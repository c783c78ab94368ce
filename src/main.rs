mod autostart;
mod cli;
mod config;
mod daemon;
mod error;
mod index;
mod notify;
mod picker;
mod scheduler;
mod service;
mod wallpaper;

use anyhow::{anyhow, Context, Result};
use clap::Parser;
use std::{
    fs::OpenOptions,
    path::Path,
    process::{Command as ProcessCommand, ExitCode, Stdio},
    sync::Arc,
    thread,
    time::{Duration, SystemTime},
};
use tracing::{debug, error, info, Level as TraceLevel};
use tracing_subscriber::FmtSubscriber;

use cli::{Command, MuralArgs, SettingsArgs};
use config::SettingsStore;
use daemon::{ControlPaths, Request};
use notify::Notifier;
use scheduler::AutoChanger;
use service::WallpaperService;

fn main() -> ExitCode {
    if let Err(err) = init_tracing() {
        eprintln!("mural: failed to initialise logging: {err}");
    }

    let args = MuralArgs::parse();
    match run(args) {
        Ok(code) => code,
        Err(err) => {
            error!("{err:#}");
            ExitCode::FAILURE
        }
    }
}

fn init_tracing() -> Result<()> {
    let log_level = match std::env::var("LOG_LEVEL")
        .unwrap_or_else(|_| "info".to_string())
        .to_lowercase()
        .as_str()
    {
        "trace" => TraceLevel::TRACE,
        "debug" => TraceLevel::DEBUG,
        "warn" => TraceLevel::WARN,
        "error" => TraceLevel::ERROR,
        _ => TraceLevel::INFO,
    };

    let subscriber = FmtSubscriber::builder()
        .with_max_level(log_level)
        .with_writer(std::io::stderr)
        .finish();

    tracing::subscriber::set_global_default(subscriber)?;
    Ok(())
}

fn run(args: MuralArgs) -> Result<ExitCode> {
    let config_path = args.config.as_deref();
    let paths = ControlPaths::system();

    match args.command {
        None | Some(Command::Start) => start_daemon_service(config_path, &paths),
        Some(Command::Daemon { foreground }) => {
            if foreground {
                run_daemon_loop(config_path, &paths, false)
            } else {
                start_daemon_service(config_path, &paths)
            }
        }
        Some(Command::DaemonInternal) => run_daemon_loop(config_path, &paths, true),
        Some(Command::Change { monitor }) => change_wallpaper(config_path, &paths, monitor),
        Some(Command::Monitors) => {
            let service = open_service(config_path, notify::for_process(false))?;
            let Ok(monitors) = service.monitors() else {
                return Ok(ExitCode::FAILURE);
            };
            for (i, id) in monitors.iter().enumerate() {
                println!("Monitor #{}\t{id}", i + 1);
            }
            Ok(ExitCode::SUCCESS)
        }
        Some(Command::List) => {
            let service = open_service(config_path, notify::for_process(false))?;
            service.index_files();
            for file in service.files() {
                println!("{}", file.display());
            }
            Ok(ExitCode::SUCCESS)
        }
        Some(Command::Settings(settings)) => update_settings(config_path, &settings),
        Some(Command::About) => {
            println!("{} v{}", env!("CARGO_PKG_NAME"), env!("CARGO_PKG_VERSION"));
            println!("{}", env!("CARGO_PKG_DESCRIPTION"));
            Ok(ExitCode::SUCCESS)
        }
        Some(Command::Stop) => {
            if !paths.daemon_is_running() {
                println!("mural daemon is not running");
                return Ok(ExitCode::SUCCESS);
            }
            paths.send(&Request::Stop)?;
            println!("Asked mural daemon to stop");
            Ok(ExitCode::SUCCESS)
        }
    }
}

fn load_store(config_path: Option<&Path>, notifier: &dyn Notifier) -> Result<SettingsStore> {
    let mut store = SettingsStore::open(config_path)?;
    if let Err(err) = store.load() {
        notifier.error(&format!("{:#}", anyhow::Error::new(err)));
    }
    Ok(store)
}

fn open_service(config_path: Option<&Path>, notifier: Arc<dyn Notifier>) -> Result<WallpaperService> {
    let store = load_store(config_path, &*notifier)?;
    Ok(WallpaperService::new(
        store.settings().clone(),
        wallpaper::system(),
        notifier,
    ))
}

fn change_wallpaper(
    config_path: Option<&Path>,
    paths: &ControlPaths,
    monitor: Option<String>,
) -> Result<ExitCode> {
    if paths.daemon_is_running() {
        paths.send(&Request::Change { monitor })?;
        debug!("forwarded change request to running daemon");
        return Ok(ExitCode::SUCCESS);
    }

    let service = open_service(config_path, notify::for_process(false))?;
    service.index_files();

    let outcome = match monitor {
        Some(id) => service.set_wallpaper(&id).map(|applied| vec![applied]),
        None => service.set_wallpapers(),
    };

    match outcome {
        Ok(applied) => {
            for done in applied {
                println!("{}\t{}", done.monitor_id, done.path.display());
            }
            Ok(ExitCode::SUCCESS)
        }
        Err(_) => Ok(ExitCode::FAILURE),
    }
}

fn update_settings(config_path: Option<&Path>, args: &SettingsArgs) -> Result<ExitCode> {
    let notifier = notify::for_process(false);
    let mut store = load_store(config_path, &*notifier)?;

    if args.has_changes() {
        let next = args.apply_to(store.settings());
        store.replace(next)?;
        if let Err(err) = autostart::set_enabled(store.settings().auto_start) {
            notifier.error(&format!("{err:#}"));
        }
        println!("Saved settings to {}", store.path().display());
    }

    if args.show || !args.has_changes() {
        let mut shown = store.settings().clone();
        shown.auto_start = autostart::effective(shown.auto_start);
        println!("{}", serde_json::to_string_pretty(&shown)?);
    }

    Ok(ExitCode::SUCCESS)
}

fn start_daemon_service(config_path: Option<&Path>, paths: &ControlPaths) -> Result<ExitCode> {
    if paths.daemon_is_running() {
        println!("mural daemon already running");
        return Ok(ExitCode::SUCCESS);
    }

    let exe = std::env::current_exe()?;
    let log_out = OpenOptions::new()
        .create(true)
        .append(true)
        .open(&paths.log)
        .with_context(|| format!("failed to open {}", paths.log.display()))?;
    let log_err = log_out.try_clone()?;

    let mut command = ProcessCommand::new(exe);
    if let Some(path) = config_path {
        command.arg("--config").arg(path);
    }
    #[cfg(windows)]
    {
        use std::os::windows::process::CommandExt;
        const CREATE_NO_WINDOW: u32 = 0x0800_0000;
        command.creation_flags(CREATE_NO_WINDOW);
    }

    let mut child = command
        .arg("daemon-internal")
        .stdin(Stdio::null())
        .stdout(Stdio::from(log_out))
        .stderr(Stdio::from(log_err))
        .spawn()?;

    thread::sleep(Duration::from_millis(350));
    if let Some(status) = child.try_wait()? {
        return Err(anyhow!(
            "failed to start daemon (status: {}), see {}",
            status,
            paths.log.display()
        ));
    }

    paths.write_pid(child.id())?;
    println!(
        "Started mural daemon (pid: {}, log: {})",
        child.id(),
        paths.log.display()
    );
    Ok(ExitCode::SUCCESS)
}

enum Wake {
    ConfigChanged,
    Requests(Vec<Request>),
}

fn run_daemon_loop(config_path: Option<&Path>, paths: &ControlPaths, detached: bool) -> Result<ExitCode> {
    let _daemon_lock = paths.acquire_lock()?;

    let notifier = notify::for_process(detached);
    let mut store = load_store(config_path, &*notifier)?;
    let service = Arc::new(WallpaperService::new(
        store.settings().clone(),
        wallpaper::system(),
        Arc::clone(&notifier),
    ));

    service.index_files();
    let changer = AutoChanger::new(Arc::clone(&service));
    changer.start();

    let mut observed_config_mtime = config_file_modified_time(store.path());
    info!("mural daemon running (config: {})", store.path().display());

    'daemon: loop {
        match wait_for_request_or_config_change(paths, store.path(), &mut observed_config_mtime) {
            Wake::ConfigChanged => {
                if let Err(err) = store.load() {
                    notifier.error(&format!("{:#}", anyhow::Error::new(err)));
                    continue;
                }
                service.apply_settings(store.settings().clone());
                if service.auto_change_interval().is_some() {
                    changer.start();
                } else if changer.is_running() {
                    changer.stop();
                }
            }
            Wake::Requests(requests) => {
                for request in requests {
                    match request {
                        Request::Change { monitor: Some(id) } => {
                            let _ = service.set_wallpaper(&id);
                        }
                        Request::Change { monitor: None } => {
                            let _ = service.set_wallpapers();
                        }
                        Request::Stop => break 'daemon,
                    }
                }
            }
        }
    }

    changer.stop();
    paths.cleanup();
    info!("mural daemon stopped");
    Ok(ExitCode::SUCCESS)
}

fn wait_for_request_or_config_change(
    paths: &ControlPaths,
    config_path: &Path,
    observed_mtime: &mut Option<SystemTime>,
) -> Wake {
    let check_every = Duration::from_secs(1);

    loop {
        thread::sleep(check_every);

        let requests = paths.take_requests();
        if !requests.is_empty() {
            return Wake::Requests(requests);
        }

        let current_mtime = config_file_modified_time(config_path);
        if current_mtime != *observed_mtime {
            *observed_mtime = current_mtime;
            return Wake::ConfigChanged;
        }
    }
}

fn config_file_modified_time(path: &Path) -> Option<SystemTime> {
    std::fs::metadata(path).ok()?.modified().ok()
}
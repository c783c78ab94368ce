use anyhow::Result;
use tracing::warn;

#[cfg(windows)]
pub const ENTRY_NAME: &str = "Mural";

#[cfg(windows)]
const RUN_KEY: &str = "Software\\Microsoft\\Windows\\CurrentVersion\\Run";

#[cfg(windows)]
pub fn is_enabled() -> Result<bool> {
    use anyhow::Context;
    use winreg::{enums::HKEY_CURRENT_USER, RegKey};

    let hkcu = RegKey::predef(HKEY_CURRENT_USER);
    let key = hkcu
        .open_subkey(RUN_KEY)
        .context("unable to open the Run registry key")?;
    Ok(key.get_value::<String, _>(ENTRY_NAME).is_ok())
}

#[cfg(windows)]
pub fn set_enabled(enabled: bool) -> Result<()> {
    use anyhow::Context;
    use std::io::ErrorKind;
    use tracing::info;
    use winreg::{
        enums::{HKEY_CURRENT_USER, KEY_QUERY_VALUE, KEY_SET_VALUE},
        RegKey,
    };

    let hkcu = RegKey::predef(HKEY_CURRENT_USER);
    let key = hkcu
        .open_subkey_with_flags(RUN_KEY, KEY_SET_VALUE | KEY_QUERY_VALUE)
        .context("unable to open the Run registry key")?;

    if enabled {
        let exe = std::env::current_exe().context("unable to resolve the executable path")?;
        let exe = exe.to_string_lossy().to_string();
        key.set_value(ENTRY_NAME, &exe)
            .context("unable to write the autostart entry")?;
        info!("autostart enabled: {exe}");
    } else {
        match key.delete_value(ENTRY_NAME) {
            Ok(()) => info!("autostart disabled"),
            Err(err) if err.kind() == ErrorKind::NotFound => {}
            Err(err) => return Err(err).context("unable to remove the autostart entry"),
        }
    }

    Ok(())
}

#[cfg(not(windows))]
pub fn is_enabled() -> Result<bool> {
    Ok(false)
}

#[cfg(not(windows))]
pub fn set_enabled(enabled: bool) -> Result<()> {
    if enabled {
        anyhow::bail!("autostart is only supported on Windows");
    }
    Ok(())
}

pub fn effective(configured: bool) -> bool {
    configured
        && is_enabled().unwrap_or_else(|err| {
            warn!("unable to read autostart state: {err:#}");
            false
        })
}
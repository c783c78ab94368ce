use rand::Rng;
use std::path::{Path, PathBuf};
use tracing::{debug, warn};

use crate::error::RotationError;

#[derive(Debug, Clone)]
pub struct Playlist {
    files: Vec<PathBuf>,
    cursor: Option<usize>,
}

impl Playlist {
    pub fn new(files: Vec<PathBuf>) -> Self {
        Self { files, cursor: None }
    }

    pub fn replace(&mut self, files: Vec<PathBuf>) {
        self.files = files;
        self.cursor = None;
    }

    pub fn files(&self) -> &[PathBuf] {
        &self.files
    }

    pub fn len(&self) -> usize {
        self.files.len()
    }

    pub fn is_empty(&self) -> bool {
        self.files.is_empty()
    }

    #[cfg(test)]
    pub fn cursor(&self) -> Option<usize> {
        self.cursor
    }

    pub fn select_next<R: Rng + ?Sized>(
        &mut self,
        random: bool,
        rng: &mut R,
    ) -> Result<PathBuf, RotationError> {
        self.select_next_with(random, rng, Path::is_file)
    }

    /// Files failing `exists` are dropped for good and selection retries.
    pub fn select_next_with<R, F>(
        &mut self,
        random: bool,
        rng: &mut R,
        exists: F,
    ) -> Result<PathBuf, RotationError>
    where
        R: Rng + ?Sized,
        F: Fn(&Path) -> bool,
    {
        loop {
            if self.files.is_empty() {
                self.cursor = None;
                return Err(RotationError::NoFiles);
            }

            let index = if random {
                rng.gen_range(0..self.files.len())
            } else {
                match self.cursor {
                    Some(i) if i + 1 < self.files.len() => i + 1,
                    _ => 0,
                }
            };
            self.cursor = Some(index);

            let file = &self.files[index];
            if exists(file) {
                debug!("selected {} (#{index})", file.display());
                return Ok(file.clone());
            }

            warn!("{} no longer exists, dropping it from the index", file.display());
            self.files.remove(index);
            // Step back so the next advance lands on the entry that shifted into this slot.
            self.cursor = index.checked_sub(1);
        }
    }
}
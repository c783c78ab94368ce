use std::sync::Arc;

use tracing::error;

pub trait Notifier: Send + Sync {
    fn error(&self, message: &str);
}

#[derive(Debug, Default, Clone, Copy)]
pub struct LogNotifier;

impl Notifier for LogNotifier {
    fn error(&self, message: &str) {
        error!("{message}");
    }
}

#[cfg(windows)]
#[derive(Debug, Default, Clone, Copy)]
pub struct DialogNotifier;

#[cfg(windows)]
impl Notifier for DialogNotifier {
    fn error(&self, message: &str) {
        use windows::core::PCWSTR;
        use windows::Win32::Foundation::HWND;
        use windows::Win32::UI::WindowsAndMessaging::{MessageBoxW, MB_ICONERROR, MB_OK};

        error!("{message}");

        let text = to_wide(message);
        let caption = to_wide("Error");
        unsafe {
            MessageBoxW(
                HWND::default(),
                PCWSTR::from_raw(text.as_ptr()),
                PCWSTR::from_raw(caption.as_ptr()),
                MB_OK | MB_ICONERROR,
            );
        }
    }
}

#[cfg(windows)]
fn to_wide(s: &str) -> Vec<u16> {
    s.encode_utf16().chain(std::iter::once(0)).collect()
}

pub fn for_process(detached: bool) -> Arc<dyn Notifier> {
    #[cfg(windows)]
    if detached {
        return Arc::new(DialogNotifier);
    }

    let _ = detached;
    Arc::new(LogNotifier)
}
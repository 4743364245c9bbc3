pub mod money;
pub mod parse;
pub mod password;
use axum::{extract::State, http::StatusCode, response::IntoResponse, Json};
use tower_sessions::Session;

use crate::{
    model::{
        api::{ErrorDto, MessageDto},
        user::{LoginDto, UserDto},
    },
    server::{
        error::AppError,
        middleware::{auth::AuthGuard, session::AuthSession},
        service::auth::AuthService,
        state::AppState,
    },
};

/// Tag for grouping authentication endpoints in OpenAPI documentation
pub static AUTH_TAG: &str = "auth";

/// Log in with a username and password.
///
/// On success the user's ID is stored in a freshly cycled session, so the response carries
/// a new session cookie.
///
/// # Returns
/// - `200 OK` - The logged-in user with their groups
/// - `400 Bad Request` - Unknown username or wrong password
/// - `500 Internal Server Error` - Database or session error
#[utoipa::path(
    post,
    path = "/api/auth/login",
    tag = AUTH_TAG,
    request_body = LoginDto,
    responses(
        (status = 200, description = "Successfully logged in", body = UserDto),
        (status = 400, description = "Invalid credentials", body = ErrorDto),
        (status = 500, description = "Internal server error", body = ErrorDto)
    ),
)]
pub async fn login(
    State(state): State<AppState>,
    session: Session,
    Json(payload): Json<LoginDto>,
) -> Result<impl IntoResponse, AppError> {
    let user = AuthService::new(&state.db)
        .login(&payload.username, payload.password)
        .await?;

    AuthSession::new(&session).set_user_id(user.id).await?;

    Ok((StatusCode::OK, Json(user.into_dto())))
}

/// Log out and discard the session.
#[utoipa::path(
    post,
    path = "/api/auth/logout",
    tag = AUTH_TAG,
    responses(
        (status = 200, description = "Successfully logged out", body = MessageDto),
        (status = 401, description = "User not authenticated", body = ErrorDto),
        (status = 500, description = "Internal server error", body = ErrorDto)
    ),
)]
pub async fn logout(
    State(state): State<AppState>,
    session: Session,
) -> Result<impl IntoResponse, AppError> {
    let user = AuthGuard::new(&state.db, &session).require(&[]).await?;

    AuthSession::new(&session).clear().await?;

    tracing::info!("User {} logged out", user.id);

    Ok((StatusCode::OK, Json(MessageDto::new("Logged out"))))
}
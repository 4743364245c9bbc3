//! Database repository layer for all domain entities.
//!
//! This module contains repository structs that handle database operations (CRUD) for each
//! domain in the application. Repositories use SeaORM entity models internally and return
//! domain models or entity tuples to the service layer. The cart and order repositories
//! (and the menu item lookups they depend on) are generic over `ConnectionTrait` so they
//! can run inside the order placement transaction.

pub mod cart;
pub mod category;
pub mod group;
pub mod menu_item;
pub mod order;
pub mod user;

#[cfg(test)]
mod test;
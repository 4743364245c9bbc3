//! Order factory for creating placed orders without going through the cart.

use chrono::{DateTime, Utc};
use rust_decimal::Decimal;
use sea_orm::{ActiveModelTrait, ActiveValue, DatabaseConnection, DbErr};

/// Factory for creating test orders.
///
/// # Example
///
/// ```rust,ignore
/// let order = OrderFactory::new(&db, customer.id)
///     .delivery_crew_id(crew.id)
///     .total(Decimal::new(2500, 2))
///     .build()
///     .await?;
/// ```
pub struct OrderFactory<'a> {
    db: &'a DatabaseConnection,
    user_id: i32,
    delivery_crew_id: Option<i32>,
    status: bool,
    total: Decimal,
    date: DateTime<Utc>,
}

impl<'a> OrderFactory<'a> {
    /// Creates a pending, unassigned order for `user_id` dated now with a zero total.
    pub fn new(db: &'a DatabaseConnection, user_id: i32) -> Self {
        Self {
            db,
            user_id,
            delivery_crew_id: None,
            status: false,
            total: Decimal::ZERO,
            date: Utc::now(),
        }
    }

    pub fn delivery_crew_id(mut self, delivery_crew_id: i32) -> Self {
        self.delivery_crew_id = Some(delivery_crew_id);
        self
    }

    pub fn status(mut self, status: bool) -> Self {
        self.status = status;
        self
    }

    pub fn total(mut self, total: Decimal) -> Self {
        self.total = total;
        self
    }

    pub fn date(mut self, date: DateTime<Utc>) -> Self {
        self.date = date;
        self
    }

    /// Builds and inserts the order.
    ///
    /// # Returns
    /// - `Ok(entity::order::Model)` - Created order
    /// - `Err(DbErr)` - Database error during insert
    pub async fn build(self) -> Result<entity::order::Model, DbErr> {
        entity::order::ActiveModel {
            user_id: ActiveValue::Set(self.user_id),
            delivery_crew_id: ActiveValue::Set(self.delivery_crew_id),
            status: ActiveValue::Set(self.status),
            total: ActiveValue::Set(self.total),
            date: ActiveValue::Set(self.date),
            ..Default::default()
        }
        .insert(self.db)
        .await
    }
}

/// Creates a pending, unassigned order for the given user.
pub async fn create_order(
    db: &DatabaseConnection,
    user_id: i32,
) -> Result<entity::order::Model, DbErr> {
    OrderFactory::new(db, user_id).build().await
}

/// Attaches a line for `menu_item` to an existing order.
pub async fn create_order_item(
    db: &DatabaseConnection,
    order_id: i32,
    menu_item: &entity::menu_item::Model,
    quantity: i32,
) -> Result<entity::order_item::Model, DbErr> {
    entity::order_item::ActiveModel {
        order_id: ActiveValue::Set(order_id),
        menuitem_id: ActiveValue::Set(menu_item.id),
        quantity: ActiveValue::Set(quantity),
        unit_price: ActiveValue::Set(menu_item.price),
        price: ActiveValue::Set(menu_item.price * Decimal::from(quantity)),
        ..Default::default()
    }
    .insert(db)
    .await
}
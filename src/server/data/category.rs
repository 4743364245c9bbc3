use sea_orm::{
    ActiveModelTrait, ActiveValue, ColumnTrait, DatabaseConnection, DbErr, EntityTrait,
    PaginatorTrait, QueryFilter, QueryOrder,
};

use crate::server::model::category::{CreateCategoryParams, UpdateCategoryParams};

pub struct CategoryRepository<'a> {
    db: &'a DatabaseConnection,
}

impl<'a> CategoryRepository<'a> {
    pub fn new(db: &'a DatabaseConnection) -> Self {
        Self { db }
    }

    /// Gets all categories ordered by ID.
    pub async fn get_all(&self) -> Result<Vec<entity::category::Model>, DbErr> {
        entity::prelude::Category::find()
            .order_by_asc(entity::category::Column::Id)
            .all(self.db)
            .await
    }

    pub async fn get_by_id(&self, id: i32) -> Result<Option<entity::category::Model>, DbErr> {
        entity::prelude::Category::find_by_id(id).one(self.db).await
    }

    /// Checks whether another category already uses the (slug, title) pair.
    ///
    /// # Arguments
    /// - `slug` - Slug to check
    /// - `title` - Title to check
    /// - `exclude_id` - Category to ignore, used when updating that category
    ///
    /// # Returns
    /// - `Ok(true)` - A different category has the same slug and title
    /// - `Ok(false)` - The pair is free
    /// - `Err(DbErr)` - Database error
    pub async fn exists_by_slug_and_title(
        &self,
        slug: &str,
        title: &str,
        exclude_id: Option<i32>,
    ) -> Result<bool, DbErr> {
        let mut query = entity::prelude::Category::find()
            .filter(entity::category::Column::Slug.eq(slug))
            .filter(entity::category::Column::Title.eq(title));

        if let Some(id) = exclude_id {
            query = query.filter(entity::category::Column::Id.ne(id));
        }

        Ok(query.count(self.db).await? > 0)
    }

    pub async fn create(
        &self,
        params: CreateCategoryParams,
    ) -> Result<entity::category::Model, DbErr> {
        entity::category::ActiveModel {
            slug: ActiveValue::Set(params.slug),
            title: ActiveValue::Set(params.title),
            ..Default::default()
        }
        .insert(self.db)
        .await
    }

    /// Replaces a category's slug and title.
    ///
    /// # Returns
    /// - `Ok(Some(Model))` - Updated category
    /// - `Ok(None)` - Category does not exist
    /// - `Err(DbErr)` - Database error
    pub async fn update(
        &self,
        params: UpdateCategoryParams,
    ) -> Result<Option<entity::category::Model>, DbErr> {
        let Some(existing) = self.get_by_id(params.id).await? else {
            return Ok(None);
        };

        let mut active: entity::category::ActiveModel = existing.into();
        active.slug = ActiveValue::Set(params.slug);
        active.title = ActiveValue::Set(params.title);

        Ok(Some(active.update(self.db).await?))
    }

    /// Deletes a category and, through the foreign key, its menu items.
    ///
    /// # Returns
    /// - `Ok(true)` - Category deleted
    /// - `Ok(false)` - Category did not exist
    pub async fn delete(&self, id: i32) -> Result<bool, DbErr> {
        let result = entity::prelude::Category::delete_by_id(id)
            .exec(self.db)
            .await?;

        Ok(result.rows_affected > 0)
    }
}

YOUR INSTRUCTIONS>
Whenever a line in the records contains the word "async", copy that line.

EXERCISE RESULT>
pub async fn login(
pub async fn logout(
    pub async fn build(self) -> Result<entity::order::Model, DbErr> {
pub async fn create_order(
pub async fn create_order_item(
    pub async fn get_all(&self) -> Result<Vec<entity::category::Model>, DbErr> {
    pub async fn get_by_id(&self, id: i32) -> Result<Option<entity::category::Model>, DbErr> {
    pub async fn exists_by_slug_and_title(
    pub async fn create(
    pub async fn update(
    pub async fn delete(&self, id: i32) -> Result<bool, DbErr> {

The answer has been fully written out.